Tempos atrás, o marido de uma conhecida caiu morto quando dava a sua corrida matinal na praia de Copacabana. Enfarte fulminante. Como morreu na rua, teve que ser autopsiado no IML. Lá, descobriram que tinha câncer e estava cheio de metástases. Na verdade, era uma metástase ambulante. Mas, como nunca soube o que tinha, levava vida normal, trabalhava, corria todos os dias e era chegado a futebol e chope com os amigos no fim-de-semana. Acabou morrendo de enfarte. A não-consciência da doença ou a suposta consciência da saúde teriam alguma coisa a ver com isso?
Não sei.
Acredito que somos o que achamos que somos e, se mudarmos o que achamos que somos, nos mudaremos. É uma possibilidade. Mas também é possível que sejamos seres inapelavelmente predestinados e sem nenhum arbítrio sobre o destino.
Fiquei pensando no e-mail do novo amigo australiano. A ayahuasca é uma bebida sagrada para os povos da floresta. Por lá, dizem que sua tradição remonta aos incas. Nunca investiguei esta crença nem me interesso por sua origem, me interesso – e muito – por estados alterados de consciência, daí meu interesse por religiões. Tive uma experiência pessoal com este chá, dito alucinógeno. Bebi ayahuasca pelo espaço de uma lua com um velho índio e minha vida mudou porque passei a ter uma percepção diferente de mim e do mundo. É o que eu acho.

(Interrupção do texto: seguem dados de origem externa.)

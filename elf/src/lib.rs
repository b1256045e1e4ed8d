// SPDX-License-Identifier: (GPL-2.0-or-later OR MIT)
//
// Copyright (c) 2026 The elf-linker Authors
//
// vim: ts=4 sw=4 et

//! Loader and linker for ELF64 hypervisor extension modules.
//!
//! Extensions are x86-64 shared objects. Each raw image is validated into an
//! [`ElfFile`], copied into a caller-provided memory image with
//! [`ElfFile::load`], registered with an [`ElfLoader`] group and finally
//! linked with [`ElfLoader::relocate`]. Nothing in this crate allocates: all
//! file and image memory is borrowed from the caller.

#![no_std]

#[cfg(test)]
extern crate alloc;

mod addr_range;
mod error;
mod file;
mod file_range;
mod hash;
mod header;
mod load_segments;
mod loader;
mod program_header;
mod relocation;
mod section_header;
mod strtab;
mod syms;
mod types;

#[cfg(test)]
mod test_image;

pub use addr_range::Elf64AddrRange;
pub use error::ElfError;
pub use file::ElfFile;
pub use file_range::Elf64FileRange;
pub use hash::{elf_hash, Elf64Hash, Elf64HashChain};
pub use load_segments::{
    Elf64ArrayInfo, Elf64ImageLoadSegment, Elf64ImageLoadSegmentIterator, Elf64SectionInfo,
    ElfArrayKind,
};
pub use loader::{ElfLoader, ModuleId};
pub use program_header::{Elf64Phdr, Elf64PhdrFlags};
pub use relocation::{
    Elf64Rel, Elf64Rela, Elf64Relas, Elf64RelocOp, Elf64RelocProcessor, Elf64Rels,
    Elf64X86RelocProcessor,
};
pub use section_header::{Elf64Shdr, Elf64ShdrFlags};
pub use strtab::{Elf64Strtab, ElfStr};
pub use syms::{Elf64Sym, Elf64Symtab};
pub use types::*;

/// Maximum number of modules in one [`ElfLoader`] group
pub const MAX_MODULES: usize = 25;

/// Maximum number of `SHT_REL` sections, and separately of `SHT_RELA`
/// sections, in one module
pub const MAX_RELOC_TABLES: usize = 3;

Mas… pode ser que eu tenha mudado porque o chá – que se acredita introduzir novos estados de consciência – na verdade cura o câncer. E, se eu fui curada de um câncer que nunca soube que tinha, seria razoável que a minha vida mudasse para melhor e este papo de que consciência alterada altera a vida seja mesmo (e só) um papo Nova Era. A consciência não tem poder nenhum e todo o poder está com o câncer.
Há anos desenvolvo uma teoria, entre muitas, para explicar a vida, que cada vez mais me foge às explicações: a teoria da sistemática do acaso. De acordo com esta teoria, o mais improvável é o que sempre acontece. O lógico, o razoável, o desfecho que não pode ser atribuído a uma enorme coincidência é ficção: faz parte da boa literatura.
A vida, mesma, é literatura de péssima qualidade, recheada de acasos cavilosos. O que acontece na vida desmoralizaria qualquer autor.
Mas… o e-mail do amigo australiano me fez duvidar da teoria da sistemática do acaso. Talvez tudo seja lógico, sim; racional; mensurável em laboratório. A transformação que a ayahuasca nos traz é a cura do câncer: que interferia nas nossas atitudes – já que tudo é físico -, ainda que não soubéssemos que estávamos seriamente doentes.
Estou fazendo força para achar também milagroso. Está difícil. Mas o que não admito é abrir mão do milagre cotidiano. Devo elaborar uma nova teoria, pelos próximos dias.